Opinión 

Madrid madriguera

Sedes transparentes y hábitos subterráneos

Opinión 

Madrid madriguera

Sedes transparentes y hábitos subterráneos

Luis Fernández-Galiano 
19/11/1993


El vidrio cura. O, al menos, eso pensaban, a principios de este siglo, tanto los reformadores higienistas que buscaban la salud en la transparencia a los rayos solares, como los visionarios vanguardistas que hicieron de la arquitectura de cristal un signo de redención. Fuente de salvación material y moral, ese vidrio doblemente virtuoso es el que envuelve el edificio propuesto como nueva sede de la Asamblea de Madrid. Pero la transparencia física y simbólica es más un exorcismo cínico que una señal de salud democrática. Mientras los parlamentarios regionales manotean en el aire para ahuyentar los demonios que habitan en el cuerpo de la ciudad, el Ayuntamiento de la capital y la Administración Central perseveran en el esfuerzo obstinado y ominoso de devorar sus entrañas.

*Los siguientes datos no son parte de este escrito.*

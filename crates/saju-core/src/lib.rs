//! # Saju Core
//!
//! 사주 시기 예측 엔진의 핵심 도메인 모델 및 타입을 제공합니다.
//!
//! 이 크레이트는 엔진 전반에서 사용되는 기본 타입을 제공합니다:
//! - 오행, 천간, 지지, 간지 쌍
//! - 십신, 십이운성, 지지 관계 태그
//! - 명식 입력(ChartInput)과 대운 주기
//! - 이벤트 유형 및 월별/기간 결과 타입
//! - 설정 관리
//! - 로깅 인프라

pub mod config;
pub mod domain;
pub mod error;
pub mod logging;
pub mod types;

pub use config::*;
pub use domain::*;
pub use error::*;
pub use logging::*;
pub use types::*;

Madrid es una ciudad malquerida. Por desafecto o por desapego, acaso porque tantos de sus habitantes somos de provincias, o quizá porque sus élites se proyectan sobre ámbitos más amplios, lo cierto es que ésta es una urbe maltratada por sus ciudadanos y por sus gobernantes. Y en el terreno de la arquitectura, escribir sobre Madrid es llorar. Con la piel coriácea que otorgan el desarraigo y la costumbre, muchos de los que aquí vivimos hemos aprendido a ignorar los desafueros cotidianos perpetrados contra esta ciudad que hubiera podido ser amante y se ha convertido en madrastra. Sin embargo, hasta las almas más endurecidas al asombro deben pestañear al contemplar los últimos desatinos, que rubrican el destino infeliz de una ciudad condenada a madriguera.

Del suelo al subsuelo

Desventrada por el boom inmobiliario y la explosión automóvil, la capital de España ha padecido la especulación del suelo, del subsuelo e incluso del vuelo. La liberalización de alquileres transformó en oficinas las viviendas del centro, desplazando a los jóvenes a periferias inciertas, promovidas por condottieros privados como Pinto Fontán o escualos semipúblicos como Carlos Sotos. Entre el Escila del Nuevo Versalles y el Caribdis de la PS V, los nuevos barrios se hicieron con tan flaca arquitectura como abultadas comisiones, y lo que les faltó de debate urbano y cultural lo compensaron con su generosa ración de escándalos económicos. Nada demasiado grave, sin embargo: el abogado del promotor Pinto Fontán, José María Mohedano, continúa como diputado socialista y portavoz de la Comisión Constitucional del Congreso; y la PSV será, casi con seguridad, reflotada por la Caja de Madrid y Argentaría con la garantía del patrimonio histórico del sindicato UGT. Nicolás Redondo puede jubilarse tranquilo.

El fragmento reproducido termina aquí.